In our previous issue [4], we introduced C# 3.0’s lambda expressions and discussed how they have two different facets of representation and usage, tightly related between them: as code (in the form of anonymous methods, executable blocks of executable ILAsm code) and as data (in the form of expression trees, data structures capable of representing in an efficient manner the structure and, in consequence, the algorithm of evaluation of the expression). Then we placed more emphasis in the first facet, and now it is time to concentrate on expression trees.

 

2. Expression trees as a representation of expressions

As we have seen before, lambda expressions are compiled as code or data depending on the context where they are used. For instance, if we assign a lambda expression (for this example we have used an expression that implements the well-known formula for calculating the area of a circle) to a variable of a delegate type, like this:

Func<double, double> circleArea = (radius) => Math.PI * radius * radius;

the compiler will generate inline the corresponding ILAsm code, so that the previous definition is functionally equivalent to the following anonymous method assignment:

Func<double, double> circleArea = 
    delegate (double radius) { return Math.PI * radius * radius; };

 

On the other hand, if we assign the lambda expression to a variable of the generic type Expression<T>, the compiler won’t translate it into executable code, but will instead generate an in-memory tree of objects that represents the structure of the expression itself. These data structures are known in C# 3.0 as expression trees. Continuing with the same example, if we use the lambda expression that calculates the area of a circle like this:

static Expression<Func<double, double>> circleAreaExpr = 
    (radius) => Math.PI * radius * radius;

What we are expressing translates roughly into the following sequence of assignments:

static ParameterExpression parm = 
    Expression.Parameter(typeof(double), "radius");
 
static Expression<Func<double, double>> circleAreaExpr = 
    Expression.Lambda<Func<double, double>>(
        Expression.Multiply(
            Expression.Constant(Math.PI),
            Expression.Multiply(
                parm,
                parm)),
        parm);

 

The first of the previous assignments creates an object of the ParameterExpression class, which represents the only parameter (variable, in mathematical terms) of the lambda expression (function, again using the common jargon of mathematics).  The second sentence is where the expression tree is really built, using the object-parameter obtained in the previous step. Observe here the functional programming style used when defining an expression tree through code – a style that will become much more common with the release of C# 3.0 and LINQ (particularly LINQ To XML, the LINQ extension for the treatment of XML documents).
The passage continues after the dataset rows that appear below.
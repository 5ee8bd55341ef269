//! PRD (Product Requirements Document) Models
//!
//! Data structures for representing requirement documents with stories,
//! dependencies, and story-point estimates.

use serde::{Deserialize, Serialize};
use std::collections::{HashMap, HashSet};

use crate::utils::error::{AppError, AppResult};

/// The story-point scale estimates are drawn from.
pub const STORY_POINT_SCALE: [u32; 6] = [1, 2, 3, 5, 8, 13];

/// Priority level for stories
#[derive(Debug, Clone, Copy, PartialEq, Eq, Serialize, Deserialize)]
#[serde(rename_all = "lowercase")]
pub enum Priority {
    Critical,
    High,
    Medium,
    Low,
}

impl Default for Priority {
    fn default() -> Self {
        Priority::Medium
    }
}

/// Status of a story in the PRD
#[derive(Debug, Clone, Copy, PartialEq, Eq, Serialize, Deserialize, Default)]
#[serde(rename_all = "snake_case")]
pub enum StoryStatus {
    #[default]
    Pending,
    InProgress,
    Completed,
    Skipped,
}

impl StoryStatus {
    /// Terminal statuses never change again and are never scheduled.
    pub fn is_terminal(&self) -> bool {
        matches!(self, StoryStatus::Completed | StoryStatus::Skipped)
    }
}

impl std::fmt::Display for StoryStatus {
    fn fmt(&self, f: &mut std::fmt::Formatter<'_>) -> std::fmt::Result {
        match self {
            StoryStatus::Pending => write!(f, "pending"),
            StoryStatus::InProgress => write!(f, "in_progress"),
            StoryStatus::Completed => write!(f, "completed"),
            StoryStatus::Skipped => write!(f, "skipped"),
        }
    }
}

/// Acceptance criteria for a story
#[derive(Debug, Clone, Serialize, Deserialize)]
pub struct AcceptanceCriteria {
    /// Unique ID for this criteria
    pub id: String,
    /// Description of the criteria
    pub description: String,
    /// Whether this criteria has been met
    #[serde(default)]
    pub met: bool,
}

/// A single story in the PRD
#[derive(Debug, Clone, Serialize, Deserialize)]
#[serde(rename_all = "camelCase")]
pub struct Story {
    /// Unique story identifier (e.g., "S001", "story-1")
    pub id: String,
    /// Story title
    pub title: String,
    /// Detailed description of the story
    #[serde(default)]
    pub description: String,
    /// Priority level
    #[serde(default)]
    pub priority: Priority,
    /// Current status
    #[serde(default)]
    pub status: StoryStatus,
    /// Story IDs this story is blocked by. May contain duplicates or ids
    /// absent from the snapshot; both are tolerated downstream.
    #[serde(default)]
    pub depends_on: Vec<String>,
    /// Optional free-text reason per blocker id
    #[serde(default)]
    pub dependency_reasons: HashMap<String, String>,
    /// Story-point estimate from [`STORY_POINT_SCALE`]
    #[serde(default)]
    pub estimate: Option<u32>,
    /// Acceptance criteria
    #[serde(default)]
    pub acceptance_criteria: Vec<AcceptanceCriteria>,
}

impl Story {
    /// Create a new story with required fields
    pub fn new(id: impl Into<String>, title: impl Into<String>) -> Self {
        Self {
            id: id.into(),
            title: title.into(),
            description: String::new(),
            priority: Priority::default(),
            status: StoryStatus::default(),
            depends_on: Vec::new(),
            dependency_reasons: HashMap::new(),
            estimate: None,
            acceptance_criteria: Vec::new(),
        }
    }

    /// Check whether the estimate, if set, is on the story-point scale
    pub fn has_valid_estimate(&self) -> bool {
        match self.estimate {
            Some(points) => STORY_POINT_SCALE.contains(&points),
            None => true,
        }
    }

    /// Check if every blocker present in `known_ids` is in the completed set.
    ///
    /// Blockers outside `known_ids` are orphan references and never count
    /// against a story.
    pub fn dependencies_satisfied(
        &self,
        completed: &HashSet<String>,
        known_ids: &HashSet<String>,
    ) -> bool {
        self.depends_on
            .iter()
            .filter(|dep| known_ids.contains(*dep))
            .all(|dep| completed.contains(dep))
    }

    /// Check if this story is ready to execute
    pub fn is_ready(&self, completed: &HashSet<String>, known_ids: &HashSet<String>) -> bool {
        self.status == StoryStatus::Pending && self.dependencies_satisfied(completed, known_ids)
    }

    /// Validate boundary constraints on a single story
    pub fn validate(&self) -> AppResult<()> {
        if self.id.is_empty() {
            return Err(AppError::validation("Story has an empty id"));
        }
        if self.title.is_empty() {
            return Err(AppError::validation(format!(
                "Story '{}' has an empty title",
                self.id
            )));
        }
        if !self.has_valid_estimate() {
            return Err(AppError::validation(format!(
                "Story '{}' has estimate {} outside the story-point scale {:?}",
                self.id,
                self.estimate.unwrap_or(0),
                STORY_POINT_SCALE
            )));
        }
        Ok(())
    }
}

/// The complete PRD document
#[derive(Debug, Clone, Serialize, Deserialize)]
#[serde(rename_all = "camelCase")]
pub struct Prd {
    /// Document identifier; graphs and sprint plans are keyed to this
    #[serde(default = "default_id")]
    pub id: String,
    /// PRD version
    #[serde(default = "default_version")]
    pub version: String,
    /// Task/project name
    pub name: String,
    /// Description of the overall task
    #[serde(default)]
    pub description: String,
    /// All stories in the PRD
    pub stories: Vec<Story>,
    /// Creation timestamp
    #[serde(default)]
    pub created_at: Option<String>,
    /// Last update timestamp
    #[serde(default)]
    pub updated_at: Option<String>,
    /// Additional metadata
    #[serde(default)]
    pub metadata: HashMap<String, serde_json::Value>,
}

fn default_id() -> String {
    uuid::Uuid::new_v4().to_string()
}

fn default_version() -> String {
    "1.0.0".to_string()
}

impl Prd {
    /// Create a new PRD with a name
    pub fn new(name: impl Into<String>) -> Self {
        Self {
            id: default_id(),
            version: default_version(),
            name: name.into(),
            description: String::new(),
            stories: Vec::new(),
            created_at: Some(chrono::Utc::now().to_rfc3339()),
            updated_at: None,
            metadata: HashMap::new(),
        }
    }

    /// Add a story to the PRD
    pub fn add_story(&mut self, story: Story) {
        self.stories.push(story);
        self.updated_at = Some(chrono::Utc::now().to_rfc3339());
    }

    /// Get a story by ID
    pub fn get_story(&self, id: &str) -> Option<&Story> {
        self.stories.iter().find(|s| s.id == id)
    }

    /// Get a mutable reference to a story by ID
    pub fn get_story_mut(&mut self, id: &str) -> Option<&mut Story> {
        self.stories.iter_mut().find(|s| s.id == id)
    }

    /// Get all story IDs
    pub fn story_ids(&self) -> HashSet<String> {
        self.stories.iter().map(|s| s.id.clone()).collect()
    }

    /// Get completed story IDs
    pub fn completed_story_ids(&self) -> HashSet<String> {
        self.stories
            .iter()
            .filter(|s| s.status == StoryStatus::Completed)
            .map(|s| s.id.clone())
            .collect()
    }

    /// Get pending stories that are ready to execute
    pub fn ready_stories(&self) -> Vec<&Story> {
        let known = self.story_ids();
        let completed = self.completed_story_ids();
        self.stories
            .iter()
            .filter(|s| s.is_ready(&completed, &known))
            .collect()
    }

    /// Check if all stories are complete
    pub fn is_complete(&self) -> bool {
        self.stories
            .iter()
            .all(|s| s.status == StoryStatus::Completed)
    }

    /// Get completion percentage
    pub fn completion_percentage(&self) -> f32 {
        if self.stories.is_empty() {
            return 100.0;
        }
        let completed = self
            .stories
            .iter()
            .filter(|s| s.status == StoryStatus::Completed)
            .count();
        (completed as f32 / self.stories.len() as f32) * 100.0
    }

    /// Validate boundary constraints across the document
    pub fn validate(&self) -> AppResult<()> {
        let mut seen = HashSet::new();
        for story in &self.stories {
            story.validate()?;
            if !seen.insert(story.id.as_str()) {
                return Err(AppError::validation(format!(
                    "Duplicate story id '{}'",
                    story.id
                )));
            }
        }
        Ok(())
    }

    /// Load PRD from a JSON file
    pub fn from_file(path: &std::path::Path) -> AppResult<Self> {
        let content = std::fs::read_to_string(path)?;
        let prd = serde_json::from_str(&content)?;
        Ok(prd)
    }

    /// Save PRD to a JSON file
    pub fn to_file(&self, path: &std::path::Path) -> AppResult<()> {
        let content = serde_json::to_string_pretty(self)?;
        std::fs::write(path, content)?;
        Ok(())
    }
}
Once you have built an expression tree, it can be manipulated in the same way as any other .NET object – modified, serialized for persistent storage or transmission through the network, etc. Specifically, the Expression<T> class offers the means for compiling an expression tree “on the fly” into the ILAsm code necessary for its evaluation:

Func<double, double> area = circleAreaExpr.Compile();

Console.WriteLine("The area of a circle with radius 5 is " + area(5));

 

3. The expressions class hierarchy

The library classes that are needed in order to work with expression trees are implemented in the assembly System.Query.dll, and their namespace is System.Expressions (this can change as the product matures). The first thing to note is that there are two classes named Expression: the generic one we have used before, and another non-generic one, on which the previous one relies and that constitutes the real “power horse” that supplies all the machinery of representation of expressions. The generic class is of higher level, and imposes the strong type checking mechanism needed, for instance, in order to compile an expression tree into an anonymous method. The other one is a bit more type-relaxed, and relies more on features like reflection in order to allow a higher freedom of implementation. Normally, an object of the first class will be built from an instance of the second.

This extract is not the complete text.